A 1,500-watt inverter will draw a maximum of ~110 amps for only a couple of minutes before tripping its internal breaker. It will deliver 1,000 watts for considerably longer at ~75 amps of draw. Similarly, the 50-amp accessory sockets, individually protected, will deliver 100% (50 amps apiece) of their individual circuit protection, momentarily, before tripping, versus ~80% (40 amps apiece) continuously, without tripping. That equates to 150 amps of momentary current flow, versus ~120 amps of continuous current flow. So, three 50-amp sockets, plus the 1.5 kW inverter, collectively operating at maximum draw would be ~260 amps of current flowing through the supply cable lasting for a maximum of under two minutes, versus a continuous current flow of up to ~195 amps. Of course, voltage loss across the supply cable generates heat in the cable, which is the major concern. And, the amount of heat generated is dependent on the cross-sectional area of the cable.

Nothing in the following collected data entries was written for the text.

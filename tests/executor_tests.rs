//! End-to-end tests for the turn executor against a scripted provider.

mod common;

use std::collections::HashMap;
use std::sync::{Arc, Mutex};
use std::time::Duration;

use pretty_assertions::assert_eq;
use serde_json::json;

use common::{collecting_sink, send_message_tool, static_tool, ScriptedProvider};
use turnstile::agent_loop::{
    Decision, DecisionKind, InterruptOnConfig, InterruptPolicy, Phase, TurnEventPayload,
    TurnExecutor, TurnExecutorBuilder, TurnResult,
};
use turnstile::error::TurnstileError;
use turnstile::middleware::{
    default_tool_errors, pii, select_model_by_message_count, trim_messages, Middleware, PiiConfig,
    PiiKind, PiiStrategy,
};
use turnstile::provider::{ModelCapabilities, ModelRouter};
use turnstile::structured::StructuredOutput;
use turnstile::tools::{FunctionTool, StateUpdate, ToolOutput, ToolParameters};
use turnstile::types::{ResponseFormat, Role, ToolCall, ToolChoice};
use turnstile::util::retry::RetryPolicy;

fn builder(provider: &Arc<ScriptedProvider>) -> TurnExecutorBuilder {
    TurnExecutor::builder(ModelRouter::new(provider.clone())).retry(RetryPolicy::none())
}

fn approval_executor(provider: &Arc<ScriptedProvider>, sent: &Arc<Mutex<Vec<serde_json::Value>>>) -> TurnExecutor {
    builder(provider)
        .tool(send_message_tool(Arc::clone(sent)))
        .interrupt_policy(InterruptPolicy::new().on("send_message"))
        .build()
        .unwrap()
}

fn decide(result: &TurnResult, decision: Decision) -> HashMap<String, Decision> {
    result
        .interrupts()
        .iter()
        .map(|interrupt| (interrupt.id.clone(), decision.clone()))
        .collect()
}

fn contact_schema() -> serde_json::Value {
    json!({
        "type": "object",
        "properties": {
            "name": { "type": "string" },
            "email": { "type": "string" },
            "phone": { "type": "string" }
        },
        "required": ["name", "email", "phone"]
    })
}

#[tokio::test]
async fn approved_call_runs_after_resume() {
    let sent = Arc::new(Mutex::new(Vec::new()));
    let provider = Arc::new(
        ScriptedProvider::new("m")
            .tool_call("c1", "send_message", json!({ "to": "bob" }))
            .reply("Message sent."),
    );
    let executor = approval_executor(&provider, &sent);

    let suspended = executor.start_turn("t1", "tell bob hi", json!({})).await.unwrap();
    assert!(suspended.is_suspended());
    let interrupt = &suspended.interrupts()[0];
    assert_eq!(interrupt.pending_action.name, "send_message");
    assert_eq!(interrupt.pending_action.arguments, json!({ "to": "bob" }));
    assert_eq!(interrupt.allowed_decisions, DecisionKind::ALL.to_vec());
    assert!(sent.lock().unwrap().is_empty());
    let checkpoint = executor.checkpoint("t1").await.unwrap().unwrap();
    assert_eq!(checkpoint.phase, Phase::Suspended);

    let done = executor
        .resume_turn("t1", decide(&suspended, Decision::Approve))
        .await
        .unwrap();
    assert_eq!(done.message().unwrap().content, "Message sent.");
    assert_eq!(*sent.lock().unwrap(), vec![json!({ "to": "bob", "body": "hello" })]);

    let checkpoint = executor.checkpoint("t1").await.unwrap().unwrap();
    let roles: Vec<Role> = checkpoint.messages.iter().map(|m| m.role).collect();
    assert_eq!(roles, vec![Role::User, Role::Assistant, Role::Tool, Role::Assistant]);
    assert_eq!(checkpoint.messages[2].content, "sent to bob");
    assert_eq!(checkpoint.phase, Phase::Done);
    assert!(checkpoint.pending.is_none());
    assert_eq!(provider.calls(), 2);
}

#[tokio::test]
async fn rejected_call_gets_declined_result_and_never_runs() {
    let sent = Arc::new(Mutex::new(Vec::new()));
    let provider = Arc::new(
        ScriptedProvider::new("m")
            .tool_call("c1", "send_message", json!({ "to": "bob" }))
            .reply("Okay, I won't send it."),
    );
    let executor = approval_executor(&provider, &sent);

    let suspended = executor.start_turn("t1", "tell bob hi", json!({})).await.unwrap();
    let done = executor
        .resume_turn("t1", decide(&suspended, Decision::reject()))
        .await
        .unwrap();

    assert_eq!(done.message().unwrap().content, "Okay, I won't send it.");
    assert!(sent.lock().unwrap().is_empty());
    let checkpoint = executor.checkpoint("t1").await.unwrap().unwrap();
    let declined = &checkpoint.messages[2];
    assert_eq!(declined.role, Role::Tool);
    assert_eq!(declined.tool_call_id.as_deref(), Some("c1"));
    assert!(declined.is_error);
    assert!(declined.content.contains("approval declined"));
}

Now, realistically, how much total combined current do you actually anticipate drawing at any given time through the supply cable? A constant 195 amps? What is the likelihood that you will be supplying maximum current through all four appliances at the same time? For how long? Next, how much voltage loss across the supply cable is tolerable to the appliances you will be powering? Bear in mind that a starter cable while cranking an engine, commonly consumes 3%, but can consume as much as 5% of the supply voltage and yet the starter still functions. Use these two criteria along with the length of the cable run to arrive at a workable specification for supply cable cross-sectional area. I'll leave it to you to do the math and post the outcome, assuming you haven't already pondered this exact scenario.
Edit: corrected arithmetic and restated for clarity